Jury-Feedback:
Das Große Erwachen landet mit seiner Bilderwelt einen echten Volltreffer, und damit meine ich nicht nur die opulente Gestaltung, sondern auch die Bilder, die bereits beim Lesen der ersten Zeilen vor meinen Augen entstehen. Gut, das Exposé ist eigentlich eher ein Teaser, als ein richtiges Exposé, aber sei’s drum, die geballte Macht von über Kopf hängenden Wolkenkratzern, in denen sich ein mystischer Kampf von Technik gegen Natur abspielt, umschwirrt von Elementargeistern – wäre auf jeden Fall mal eine extrem geile Welt für ein Jump’n’Run auf der Konsole. Und für ein Rollenspiel-Setting?
Der Ansatz: Keine Hüpffiguren, sondern echte Menschen sollen die Charaktere sein, wie du und ich. So weit, so gut, funktioniert in The Cube auch hervorragend.

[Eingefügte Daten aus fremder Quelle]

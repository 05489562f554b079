//! Offline queue of composed messages waiting to be sent.

use std::collections::VecDeque;
use std::sync::{Mutex, PoisonError};

use chrono::{DateTime, Utc};
use serde::{Deserialize, Serialize};
use tokio::sync::Notify;
use uuid::Uuid;

use crate::AccountId;

/// A composed message that could not be delivered yet.
#[derive(Debug, Clone, PartialEq, Eq, Serialize, Deserialize)]
pub struct QueuedMessage {
    /// Queue entry id.
    pub id: String,
    /// Sending account.
    pub account_id: AccountId,
    /// Envelope sender.
    pub from: String,
    /// Envelope recipients (To, Cc and Bcc).
    pub recipients: Vec<String>,
    /// Complete RFC 5322 text.
    pub raw: String,
    /// When the message was first queued.
    pub queued_at: DateTime<Utc>,
    /// Failed delivery attempts so far.
    pub attempts: u32,
}

impl QueuedMessage {
    /// Creates a queue entry.
    #[must_use]
    pub fn new(
        account_id: AccountId,
        from: impl Into<String>,
        recipients: Vec<String>,
        raw: impl Into<String>,
    ) -> Self {
        Self {
            id: Uuid::new_v4().to_string(),
            account_id,
            from: from.into(),
            recipients,
            raw: raw.into(),
            queued_at: Utc::now(),
            attempts: 0,
        }
    }
}

/// First-in, first-out queue shared by everything that sends mail.
///
/// Every operation takes one short exclusive lock, so the queue can be
/// shared behind an `Arc` between tasks.
#[derive(Debug, Default)]
pub struct OfflineQueue {
    entries: Mutex<VecDeque<QueuedMessage>>,
    notify: Notify,
}

impl OfflineQueue {
    /// Creates an empty queue.
    #[must_use]
    pub fn new() -> Self {
        Self::default()
    }

    fn with_entries<T>(&self, f: impl FnOnce(&mut VecDeque<QueuedMessage>) -> T) -> T {
        let mut entries = self.entries.lock().unwrap_or_else(PoisonError::into_inner);
        f(&mut entries)
    }

    /// Appends a message at the back.
    pub fn enqueue(&self, message: QueuedMessage) {
        self.with_entries(|entries| entries.push_back(message));
        self.notify.notify_one();
    }

    /// Puts a message back at the front, ahead of everything queued later.
    pub fn requeue_front(&self, message: QueuedMessage) {
        self.with_entries(|entries| entries.push_front(message));
        self.notify.notify_one();
    }

    /// Removes the oldest message, if any.
    pub fn dequeue(&self) -> Option<QueuedMessage> {
        self.with_entries(VecDeque::pop_front)
    }

    /// Waits until a message is available and removes it.
    pub async fn next(&self) -> QueuedMessage {
        loop {
            let notified = self.notify.notified();
            if let Some(message) = self.dequeue() {
                return message;
            }
            notified.await;
        }
    }

    /// Copies the queue contents, oldest first.
    #[must_use]
    pub fn snapshot(&self) -> Vec<QueuedMessage> {
        self.with_entries(|entries| entries.iter().cloned().collect())
    }

    /// Number of queued messages.
    #[must_use]
    pub fn len(&self) -> usize {
        self.with_entries(|entries| entries.len())
    }

    /// Returns true if nothing is queued.
    #[must_use]
    pub fn is_empty(&self) -> bool {
        self.len() == 0
    }
}
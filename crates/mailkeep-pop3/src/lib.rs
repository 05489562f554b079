//! # mailkeep-pop3
//!
//! POP3 client implementing RFC 1939: USER/PASS, STAT, LIST, UIDL, RETR,
//! DELE, RSET, NOOP and QUIT.
//!
//! Replies are reassembled from however many reads the network needs and
//! checked after every chunk: single-line replies end at the first line
//! break, multi-line replies at the lone `.` line, which is stripped along
//! with byte-stuffing. Reassembly is bounded by [`ResponseLimits`] (1,000,000
//! bytes and 100 reads by default); exceeding either is an error, never a
//! silent truncation.
//!
//! ## Quick Start
//!
//! ```ignore
//! use mailkeep_pop3::Pop3Client;
//! use mailkeep_transport::ServerConfig;
//!
//! let mut client = Pop3Client::new(ServerConfig::incoming("pop.example.com", 995, true));
//! client.connect().await?;
//! client.login("user@example.com", "password").await?;
//!
//! let stat = client.stat().await?;
//! for number in 1..=stat.count {
//!     let raw = client.retrieve(number).await?;
//!     println!("message {number}: {} bytes", raw.len());
//! }
//!
//! client.disconnect().await;
//! ```

#![warn(missing_docs)]
#![warn(clippy::all)]
#![warn(clippy::pedantic)]
#![forbid(unsafe_code)]

pub mod client;
pub mod error;
pub mod response;

pub use client::{Pop3Client, State};
pub use error::{Error, Result};
pub use response::{MailboxStat, MessageInfo, Reply, ResponseLimits, UidlEntry};
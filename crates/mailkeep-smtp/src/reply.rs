//! SMTP reply framing and parsing.
//!
//! A reply is one or more lines sharing a three-digit code. Continuation
//! lines carry a `-` after the code; the final line carries a space (or
//! nothing at all).

use std::fmt;

use crate::{Error, Result};

/// SMTP reply code.
#[derive(Debug, Clone, Copy, PartialEq, Eq, PartialOrd, Ord, Hash)]
pub struct ReplyCode(pub u16);

impl ReplyCode {
    /// 220 Service ready
    pub const SERVICE_READY: Self = Self(220);
    /// 221 Service closing transmission channel
    pub const CLOSING: Self = Self(221);
    /// 235 Authentication successful
    pub const AUTH_SUCCESS: Self = Self(235);
    /// 250 Requested mail action okay, completed
    pub const OK: Self = Self(250);
    /// 251 User not local; will forward
    pub const USER_NOT_LOCAL: Self = Self(251);
    /// 334 Server challenge (AUTH continuation)
    pub const AUTH_CONTINUE: Self = Self(334);
    /// 354 Start mail input
    pub const START_DATA: Self = Self(354);

    /// Returns true for 2xx codes.
    #[must_use]
    pub const fn is_positive(self) -> bool {
        self.0 >= 200 && self.0 < 300
    }

    /// Returns true for 3xx codes.
    #[must_use]
    pub const fn is_intermediate(self) -> bool {
        self.0 >= 300 && self.0 < 400
    }
}

impl fmt::Display for ReplyCode {
    fn fmt(&self, f: &mut fmt::Formatter<'_>) -> fmt::Result {
        write!(f, "{}", self.0)
    }
}

/// A complete SMTP reply.
#[derive(Debug, Clone, PartialEq, Eq)]
pub struct Reply {
    /// Reply code.
    pub code: ReplyCode,
    /// Raw reply lines without line endings, code prefix included.
    pub lines: Vec<String>,
}

impl Reply {
    /// Returns true if the code is 2xx.
    #[must_use]
    pub const fn is_success(&self) -> bool {
        self.code.is_positive()
    }

    /// Returns true if the reply carries `code`.
    #[must_use]
    pub fn is(&self, code: ReplyCode) -> bool {
        self.code == code
    }

    /// Returns the text of every line with the code prefix removed, joined
    /// by spaces.
    #[must_use]
    pub fn message_text(&self) -> String {
        self.lines
            .iter()
            .map(|line| line.get(4..).unwrap_or_default())
            .collect::<Vec<_>>()
            .join(" ")
    }
}

/// Returns true if `line` ends a reply: three digits, then a space or the
/// end of the line.
#[must_use]
pub fn is_last_reply_line(line: &str) -> bool {
    let bytes = line.as_bytes();
    bytes.len() >= 3
        && bytes[..3].iter().all(u8::is_ascii_digit)
        && (bytes.len() == 3 || bytes[3] == b' ')
}

/// Returns the length of the first complete reply in `buf`.
///
/// Every complete line is inspected; the reply ends after the first line
/// that [`is_last_reply_line`] accepts. Incomplete trailing data is ignored.
#[must_use]
pub fn reply_end(buf: &[u8]) -> Option<usize> {
    let mut start = 0;
    while let Some(offset) = buf[start..].iter().position(|&b| b == b'\n') {
        let end = start + offset + 1;
        let line = trim_line_end(&buf[start..end]);
        if is_last_reply_line(&String::from_utf8_lossy(line)) {
            return Some(end);
        }
        start = end;
    }
    None
}

fn trim_line_end(line: &[u8]) -> &[u8] {
    let line = line.strip_suffix(b"\n").unwrap_or(line);
    line.strip_suffix(b"\r").unwrap_or(line)
}

/// Parses a complete reply.
///
/// # Errors
///
/// Returns `Protocol` if the reply is empty, a line lacks a numeric code, or
/// the lines disagree on the code.
pub fn parse_reply(raw: &[u8]) -> Result<Reply> {
    let lines: Vec<String> = raw
        .split(|&b| b == b'\n')
        .map(trim_line_end)
        .filter(|line| !line.is_empty())
        .map(|line| String::from_utf8_lossy(line).into_owned())
        .collect();

    let first = lines
        .first()
        .ok_or_else(|| Error::Protocol("empty reply".to_string()))?;
    let code = parse_code(first)?;

    for line in &lines[1..] {
        if parse_code(line)? != code {
            return Err(Error::Protocol(format!("inconsistent reply codes: {line}")));
        }
    }

    Ok(Reply { code, lines })
}

fn parse_code(line: &str) -> Result<ReplyCode> {
    line.get(..3)
        .filter(|code| code.bytes().all(|b| b.is_ascii_digit()))
        .and_then(|code| code.parse().ok())
        .map(ReplyCode)
        .ok_or_else(|| Error::Protocol(format!("invalid reply line: {line}")))
}
//! Scripted connections for tests.
//!
//! Each call to [`Connector::connect`] hands out the next queued
//! [`tokio_test::io::Mock`], which asserts the exact bytes written and plays
//! back the server's replies.

use std::collections::VecDeque;
use std::sync::atomic::{AtomicUsize, Ordering};
use std::sync::{Arc, Mutex, PoisonError};

use tokio_test::io::Mock;

use crate::config::ServerConfig;
use crate::connector::Connector;
use crate::transport::Transport;
use crate::{Error, Result};

enum Script {
    Stream(Mock),
    Refuse,
}

/// Connector that replays queued in-memory conversations.
#[derive(Clone, Default)]
pub struct ScriptedConnector {
    scripts: Arc<Mutex<VecDeque<Script>>>,
    connects: Arc<AtomicUsize>,
    upgrades: Arc<AtomicUsize>,
}

impl ScriptedConnector {
    /// Creates a connector with no queued conversations.
    #[must_use]
    pub fn new() -> Self {
        Self::default()
    }

    /// Queues a conversation for the next connect.
    #[must_use]
    pub fn with(self, mock: Mock) -> Self {
        self.push(Script::Stream(mock));
        self
    }

    /// Queues a refused connection for the next connect.
    #[must_use]
    pub fn refusing(self) -> Self {
        self.push(Script::Refuse);
        self
    }

    /// Number of connect attempts made so far.
    #[must_use]
    pub fn connects(&self) -> usize {
        self.connects.load(Ordering::SeqCst)
    }

    /// Number of STARTTLS upgrades performed so far.
    #[must_use]
    pub fn upgrades(&self) -> usize {
        self.upgrades.load(Ordering::SeqCst)
    }

    fn push(&self, script: Script) {
        self.scripts
            .lock()
            .unwrap_or_else(PoisonError::into_inner)
            .push_back(script);
    }

    fn pop(&self) -> Option<Script> {
        self.scripts
            .lock()
            .unwrap_or_else(PoisonError::into_inner)
            .pop_front()
    }
}

impl std::fmt::Debug for ScriptedConnector {
    fn fmt(&self, f: &mut std::fmt::Formatter<'_>) -> std::fmt::Result {
        f.debug_struct("ScriptedConnector")
            .field("connects", &self.connects())
            .field("upgrades", &self.upgrades())
            .finish_non_exhaustive()
    }
}

impl Connector for ScriptedConnector {
    type Stream = Mock;

    async fn connect(&self, config: &ServerConfig) -> Result<Transport<Mock>> {
        self.connects.fetch_add(1, Ordering::SeqCst);
        match self.pop() {
            Some(Script::Stream(mock)) => Ok(Transport::with_io_timeout(mock, config.io_timeout)),
            Some(Script::Refuse) | None => Err(Error::Connect {
                host: config.host.clone(),
                port: config.port,
                source: std::io::Error::new(
                    std::io::ErrorKind::ConnectionRefused,
                    "no scripted conversation",
                ),
            }),
        }
    }

    async fn upgrade(&self, transport: Transport<Mock>, _host: &str) -> Result<Transport<Mock>> {
        self.upgrades.fetch_add(1, Ordering::SeqCst);
        Ok(transport)
    }
}
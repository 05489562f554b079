//! Timed send/receive over a byte stream.

use std::time::Duration;

use bytes::{BufMut, Bytes, BytesMut};
use tokio::io::{AsyncRead, AsyncReadExt, AsyncWrite, AsyncWriteExt};
use tokio::time::timeout;

use crate::config::DEFAULT_IO_TIMEOUT;
use crate::stream::MailStream;
use crate::{Error, Result};

/// Largest single read issued by [`Transport::receive_some`].
pub const DEFAULT_CHUNK_SIZE: usize = 64 * 1024;

/// Initial capacity of the reusable read buffer.
const READ_BUFFER_SIZE: usize = 8192;

/// Bytes returned by one [`Transport::receive`] call.
#[derive(Debug, Clone, PartialEq, Eq)]
pub struct Received {
    /// Data read from the peer.
    pub data: Bytes,
    /// True if the peer closed its side of the connection.
    pub is_complete: bool,
}

/// One connection to a mail server.
///
/// Every read and write is bounded by the I/O timeout. Nothing is retried at
/// this layer.
#[derive(Debug)]
pub struct Transport<S = MailStream> {
    stream: S,
    io_timeout: Duration,
    read_buffer: BytesMut,
}

impl<S> Transport<S>
where
    S: AsyncRead + AsyncWrite + Unpin,
{
    /// Wraps a stream with the default I/O timeout.
    pub fn new(stream: S) -> Self {
        Self::with_io_timeout(stream, DEFAULT_IO_TIMEOUT)
    }

    /// Wraps a stream with the given I/O timeout.
    pub fn with_io_timeout(stream: S, io_timeout: Duration) -> Self {
        Self {
            stream,
            io_timeout,
            read_buffer: BytesMut::with_capacity(READ_BUFFER_SIZE),
        }
    }

    /// Writes all of `data` and flushes it.
    ///
    /// # Errors
    ///
    /// Returns an error if the write fails or exceeds the I/O timeout.
    pub async fn send(&mut self, data: &[u8]) -> Result<()> {
        let limit = self.io_timeout;
        let stream = &mut self.stream;
        timeout(limit, async {
            stream.write_all(data).await?;
            stream.flush().await
        })
        .await
        .map_err(|_| Error::Timeout(limit))??;
        Ok(())
    }

    /// Reads at least `min` and at most `max` bytes.
    ///
    /// Returns early with `is_complete` set if the peer closes the
    /// connection; the data read so far is still returned.
    ///
    /// # Errors
    ///
    /// Returns an error if a read fails or exceeds the I/O timeout.
    pub async fn receive(&mut self, min: usize, max: usize) -> Result<Received> {
        let max = max.max(1);
        let min = min.clamp(1, max);
        self.read_buffer.clear();

        while self.read_buffer.len() < min {
            let want = max - self.read_buffer.len();
            if self.read_timed(want).await? == 0 {
                return Ok(Received {
                    data: self.read_buffer.split().freeze(),
                    is_complete: true,
                });
            }
        }

        Ok(Received {
            data: self.read_buffer.split().freeze(),
            is_complete: false,
        })
    }

    /// Reads whatever the peer has sent next, up to [`DEFAULT_CHUNK_SIZE`].
    ///
    /// # Errors
    ///
    /// Returns an error if the read fails or exceeds the I/O timeout.
    pub async fn receive_some(&mut self) -> Result<Received> {
        self.receive(1, DEFAULT_CHUNK_SIZE).await
    }

    /// Shuts down the write side of the connection.
    ///
    /// # Errors
    ///
    /// Returns an error if the shutdown fails or exceeds the I/O timeout.
    pub async fn close(&mut self) -> Result<()> {
        let limit = self.io_timeout;
        timeout(limit, self.stream.shutdown())
            .await
            .map_err(|_| Error::Timeout(limit))??;
        Ok(())
    }

    /// Appends at most `want` bytes to the read buffer.
    async fn read_timed(&mut self, want: usize) -> Result<usize> {
        let limit = self.io_timeout;
        self.read_buffer.reserve(want.min(READ_BUFFER_SIZE));
        let mut buf = (&mut self.read_buffer).limit(want);
        let n = timeout(limit, self.stream.read_buf(&mut buf))
            .await
            .map_err(|_| Error::Timeout(limit))??;
        Ok(n)
    }
}

impl<S> Transport<S> {
    /// Returns the I/O timeout.
    #[must_use]
    pub const fn io_timeout(&self) -> Duration {
        self.io_timeout
    }

    /// Gets a reference to the underlying stream.
    pub const fn get_ref(&self) -> &S {
        &self.stream
    }

    /// Consumes the transport and returns the stream and its I/O timeout.
    pub fn into_parts(self) -> (S, Duration) {
        (self.stream, self.io_timeout)
    }
}

#[cfg(test)]
#[allow(clippy::unwrap_used, clippy::redundant_clone)]
mod tests {
    use super::*;

    #[tokio::test]
    async fn test_send_writes_everything() {
        let mock = tokio_test::io::Builder::new()
            .write(b"NOOP\r\n")
            .build();
        let mut transport = Transport::new(mock);
        transport.send(b"NOOP\r\n").await.unwrap();
    }

    #[tokio::test]
    async fn test_receive_collects_min_bytes() {
        let mock = tokio_test::io::Builder::new()
            .read(b"+O")
            .read(b"K\r\n")
            .build();
        let mut transport = Transport::new(mock);

        let received = transport.receive(5, 1024).await.unwrap();
        assert_eq!(&received.data[..], b"+OK\r\n");
        assert!(!received.is_complete);
    }

    #[tokio::test]
    async fn test_receive_respects_max() {
        let mock = tokio_test::io::Builder::new().read(b"abcdef").build();
        let mut transport = Transport::new(mock);

        let first = transport.receive(1, 4).await.unwrap();
        assert_eq!(&first.data[..], b"abcd");
        let second = transport.receive(1, 4).await.unwrap();
        assert_eq!(&second.data[..], b"ef");
        assert_eq!(&first.data[..], b"abcd");
    }

    #[tokio::test]
    async fn test_receive_reports_eof() {
        let mock = tokio_test::io::Builder::new().read(b"bye").build();
        let mut transport = Transport::new(mock);

        let received = transport.receive(10, 1024).await.unwrap();
        assert_eq!(&received.data[..], b"bye");
        assert!(received.is_complete);
    }

    #[tokio::test]
    async fn test_receive_propagates_io_error() {
        let mock = tokio_test::io::Builder::new()
            .read_error(std::io::Error::new(
                std::io::ErrorKind::ConnectionReset,
                "reset",
            ))
            .build();
        let mut transport = Transport::new(mock);

        let err = transport.receive_some().await.unwrap_err();
        assert!(matches!(err, Error::Io(_)));
    }

    #[tokio::test(start_paused = true)]
    async fn test_receive_times_out() {
        let (client, _server) = tokio::io::duplex(64);
        let mut transport = Transport::with_io_timeout(client, Duration::from_secs(2));

        let err = transport.receive_some().await.unwrap_err();
        assert!(err.is_timeout());
    }
}
#[cfg(test)]
#[allow(clippy::unwrap_used, clippy::redundant_clone)]
mod tests {
    use super::*;
    use proptest::prelude::*;

    #[test]
    fn test_find_crlf() {
        assert_eq!(find_crlf(b"hello\r\n"), Some(5));
        assert_eq!(find_crlf(b"\r\n"), Some(0));
        assert_eq!(find_crlf(b"no newline"), None);
        assert_eq!(find_crlf(b"just\n"), None);
    }

    #[test]
    fn test_parse_literal_length() {
        assert_eq!(parse_literal_length(b"* 1 FETCH (BODY[] {123}\r\n"), Some(123));
        assert_eq!(parse_literal_length(b"A0001 APPEND INBOX {5+}\r\n"), Some(5));
        assert_eq!(parse_literal_length(b"* OK ready\r\n"), None);
        assert_eq!(parse_literal_length(b"* 1 FETCH {}\r\n"), None);
        assert_eq!(parse_literal_length(b"{12}"), None);
    }

    #[test]
    fn test_scanner_finds_tagged_line() {
        let buf = b"* 3 EXISTS\r\nA0002 OK done\r\n";
        let mut scanner = TaggedScanner::new("A0002");
        assert_eq!(scanner.advance(buf).unwrap(), Some(buf.len()));
    }

    #[test]
    fn test_scanner_waits_for_partial_line() {
        let mut scanner = TaggedScanner::new("A0001");
        assert_eq!(scanner.advance(b"* OK [UIDNEXT 3]\r\nA0001 O").unwrap(), None);
        assert_eq!(
            scanner.advance(b"* OK [UIDNEXT 3]\r\nA0001 OK\r\n").unwrap(),
            Some(28)
        );
    }

    #[test]
    fn test_scanner_ignores_tag_inside_literal() {
        let buf = b"* 1 FETCH (BODY[HEADER] {17}\r\nA0003 OK fake\r\n\r\n)\r\nA0003 OK FETCH done\r\n";
        let mut scanner = TaggedScanner::new("A0003");
        assert_eq!(scanner.advance(buf).unwrap(), Some(buf.len()));
    }

    #[test]
    fn test_scanner_ignores_tag_substring() {
        let buf = b"* 1 FETCH (FLAGS (XA0004 OK))\r\nA0004 OK\r\n";
        let mut scanner = TaggedScanner::new("A0004");
        assert_eq!(scanner.advance(buf).unwrap(), Some(buf.len()));

        let mut other = TaggedScanner::new("A000");
        assert_eq!(other.advance(b"A0004 OK\r\n").unwrap(), None);
    }

    #[test]
    fn test_scanner_waits_for_literal_bytes() {
        let mut scanner = TaggedScanner::new("A0001");
        assert_eq!(scanner.advance(b"* 1 FETCH (BODY[] {10}\r\nA0001").unwrap(), None);
    }

    #[test]
    fn test_scanner_rejects_huge_literal() {
        let mut scanner = TaggedScanner::new("A0001");
        let err = scanner
            .advance(b"* 1 FETCH (BODY[] {999999999999}\r\n")
            .unwrap_err();
        assert!(matches!(err, Error::Protocol(_)));
    }

    #[test]
    fn test_tagged_response_status() {
        let ok = TaggedResponse::parse("A0001", b"* CAPABILITY IMAP4rev1\r\nA0001 OK LOGIN completed\r\n".to_vec()).unwrap();
        assert!(ok.is_ok());
        assert_eq!(ok.text, "LOGIN completed");

        let no = TaggedResponse::parse("A0002", b"A0002 NO [AUTHENTICATIONFAILED] nope\r\n".to_vec()).unwrap();
        assert_eq!(no.status, Status::No);
        assert!(matches!(no.into_ok(), Err(Error::No(_))));

        let bad = TaggedResponse::parse("A0003", b"A0003 BAD syntax\r\n".to_vec()).unwrap();
        assert!(matches!(bad.into_ok(), Err(Error::Bad(_))));
    }

    #[test]
    fn test_tagged_response_invalid() {
        let err = TaggedResponse::parse("A0001", b"A0001 MAYBE\r\n".to_vec()).unwrap_err();
        assert!(matches!(err, Error::InvalidResponse(_)));
    }

    #[test]
    fn test_parse_list_quoted() {
        let entry =
            parse_list_line("* LIST (\\HasNoChildren) \"/\" \"Work/Projects\"").unwrap();
        assert_eq!(entry.name, "Work/Projects");
        assert_eq!(entry.delimiter.as_deref(), Some("/"));
        assert_eq!(entry.attributes, vec!["\\HasNoChildren"]);
        assert_eq!(entry.leaf_name(), "Projects");
        assert_eq!(entry.parent_name(), Some("Work"));
        assert!(entry.is_selectable());
    }

    #[test]
    fn test_parse_list_atom_and_nil() {
        let entry = parse_list_line("* LIST (\\HasChildren) \".\" INBOX").unwrap();
        assert_eq!(entry.name, "INBOX");
        assert_eq!(entry.leaf_name(), "INBOX");
        assert_eq!(entry.parent_name(), None);

        let flat = parse_list_line("* LIST () NIL \"Archive\"").unwrap();
        assert_eq!(flat.delimiter, None);
        assert_eq!(flat.name, "Archive");
    }

    #[test]
    fn test_parse_list_noselect() {
        let entry = parse_list_line("* LIST (\\Noselect \\HasChildren) \"/\" \"[Gmail]\"").unwrap();
        assert!(!entry.is_selectable());
    }

    #[test]
    fn test_parse_list_skips_other_lines() {
        assert!(parse_list_line("* LSUB () \"/\" \"INBOX\"").is_none());
        assert!(parse_list_line("A0003 OK LIST completed").is_none());
        assert!(parse_list_line("* LIST (\\HasNoChildren) \"/\" {5}").is_none());
    }

    #[test]
    fn test_parse_select() {
        let status = parse_select(
            "* 172 EXISTS\r\n* OK [UIDNEXT 305] Predicted next UID\r\nA0003 OK [READ-WRITE] SELECT completed\r\n",
        );
        assert_eq!(status.message_count, 172);
        assert_eq!(status.uid_next, Some(305));
        assert_eq!(status.uid_validity, None);
    }

    #[test]
    fn test_parse_select_full() {
        let status = parse_select(
            "* FLAGS (\\Answered \\Seen)\r\n* 0 EXISTS\r\n* 0 RECENT\r\n* OK [UIDVALIDITY 3857529045] UIDs valid\r\n* OK [UIDNEXT 1] next\r\nA0002 OK\r\n",
        );
        assert_eq!(status.message_count, 0);
        assert_eq!(status.uid_next, Some(1));
        assert_eq!(status.uid_validity, Some(3_857_529_045));
    }

    #[test]
    fn test_parse_select_missing_values() {
        assert_eq!(parse_select("A0002 OK\r\n"), FolderStatus::default());
    }

    #[test]
    fn test_extract_header_blocks() {
        let raw = b"* 1 FETCH (BODY[HEADER] {22}\r\nSubject: one\r\nX: 1\r\n\r\n)\r\n* 2 FETCH (BODY[HEADER] {14}\r\nSubject: two\r\n)\r\nA0004 OK FETCH completed\r\n";
        let blocks = extract_header_blocks(raw);
        assert_eq!(blocks.len(), 2);
        assert_eq!(blocks[0], "Subject: one\r\nX: 1\r\n\r\n");
        assert_eq!(blocks[1], "Subject: two\r\n");
    }

    #[test]
    fn test_extract_header_blocks_without_usable_length() {
        let raw = b"* 1 FETCH (BODY[HEADER] {999}\r\nSubject: short\r\n\r\n)\r\nA0004 OK\r\n";
        let blocks = extract_header_blocks(raw);
        assert_eq!(blocks, vec!["Subject: short\r\n".to_string()]);
    }

    #[test]
    fn test_extract_header_blocks_fallback() {
        let raw = b"A0004 OK FETCH completed\r\n";
        let blocks = extract_header_blocks(raw);
        assert_eq!(blocks, vec!["A0004 OK FETCH completed\r\n".to_string()]);
    }

    #[test]
    fn test_quote() {
        assert_eq!(quote("user@example.com"), "\"user@example.com\"");
        assert_eq!(quote("pa\"ss\\word"), "\"pa\\\"ss\\\\word\"");
    }

    proptest! {
        #[test]
        fn prop_scanner_finds_tag_after_any_untagged_lines(
            lines in proptest::collection::vec("[a-zA-Z0-9 ]{0,40}", 0..8)
        ) {
            let mut buf = Vec::new();
            for line in &lines {
                buf.extend_from_slice(b"* ");
                buf.extend_from_slice(line.as_bytes());
                buf.extend_from_slice(b"\r\n");
            }
            buf.extend_from_slice(b"A0009 OK done\r\n");
            let mut scanner = TaggedScanner::new("A0009");
            prop_assert_eq!(scanner.advance(&buf).unwrap(), Some(buf.len()));
        }
    }
}
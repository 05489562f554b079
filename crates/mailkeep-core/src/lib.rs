//! # mailkeep-core
//!
//! Accounts, the local cache and the services that fill and use it.
//!
//! This crate provides:
//! - Account model and secret storage (system keyring or in-memory)
//! - Local storage (`SQLite`) for messages, attachments and folders
//! - IMAP and POP3 sync into the cache, per account or all at once
//! - Sending with an offline queue for unreachable servers
//! - Connection tests for account setup
//! - Retry with exponential backoff
//!
//! ## Quick Start
//!
//! ```ignore
//! use std::sync::Arc;
//! use mailkeep_core::{CacheRepository, KeyringStore, MailSyncService, SyncCoordinator};
//! use mailkeep_transport::TcpConnector;
//!
//! let repository = Arc::new(CacheRepository::open("mailkeep.db").await?);
//! let service = MailSyncService::new(TcpConnector, repository, Arc::new(KeyringStore::default()));
//! for report in SyncCoordinator::new(service).sync_all().await? {
//!     println!("{}: {} messages", report.email, report.synced());
//! }
//! ```

#![warn(missing_docs)]
#![warn(clippy::all)]
#![warn(clippy::pedantic)]
#![forbid(unsafe_code)]

pub mod account;
pub mod cache;
mod error;
pub mod service;

pub use account::credentials;
pub use account::{
    Account, AccountId, CredentialError, CredentialResult, CredentialStore, IncomingServer,
    KeyringStore, MemoryStore, ServerType,
};
pub use cache::{Attachment, CacheRepository, ImapFolder, Message};
pub use error::{Error, ErrorKind, Result};
pub use service::{
    AccountSyncReport, CheckOutcome, FlushReport, MailSender, MailSyncService, OfflineQueue,
    QueuedMessage, RetryPolicy, SendOutcome, SyncCoordinator, SyncOptions, check_incoming,
    check_outgoing, retry,
};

Außerdem sollen sie „erwacht“ sein, aha. Eigentlich soll das aber nur heißen, dass sie „Helden“ sind, also doch nicht du und ich, sondern eher Tom Cruise in Mission: Impossible, der sich über Kopf an der Hyperwinde abseilt. Na ja. Ich fand The Cube ja cooler als M:I. Bedeutend cooler. Na egal, jedenfalls: Panel-Crawling, also eine Menge Erkundung und Abenteuer auf dem Weg an die Oberfläche.
Richtig geil finde ich diese Überkopf-Idee, vor allem mit dem Konstrukt, dem begrabenen kollektiven schlechten Gewissen, den Verlierern der hochtechnisierten Traumstadt, die jetzt plötzlich am Drücker sind, besser dastehen, vermutlich auch überlebensfähiger sind. Das ganze wird schön beschrieben und ist mit Unmengen Details und Ideen gespickt, die mir größtenteils sehr gut gefallen, die Elementare, die über die Stadt verteilten Artefakte, die rückwärts sprechenden Wilden, so Kleinigkeiten wie das seltene Papier, auf dem fast immer etwas Wichtiges steht, der Jargon… das Ganze ist sehr inspirierend, mein Kreativ-Motor arbeitet sofort auf Hochtouren, findet tausend Möglichkeiten, daraus interessante Orte zu schnitzen.
Die Karten sind sehr cool, auch der mythische Hintergrund gefällt mir. Der Schreibstil ist, von wenigen Ausrutschern abgesehen, richtig mitreißend. An vielen Stellen hätte ich mir noch mehr Details gewünscht, aber na ja, ich weiß, der Word Count.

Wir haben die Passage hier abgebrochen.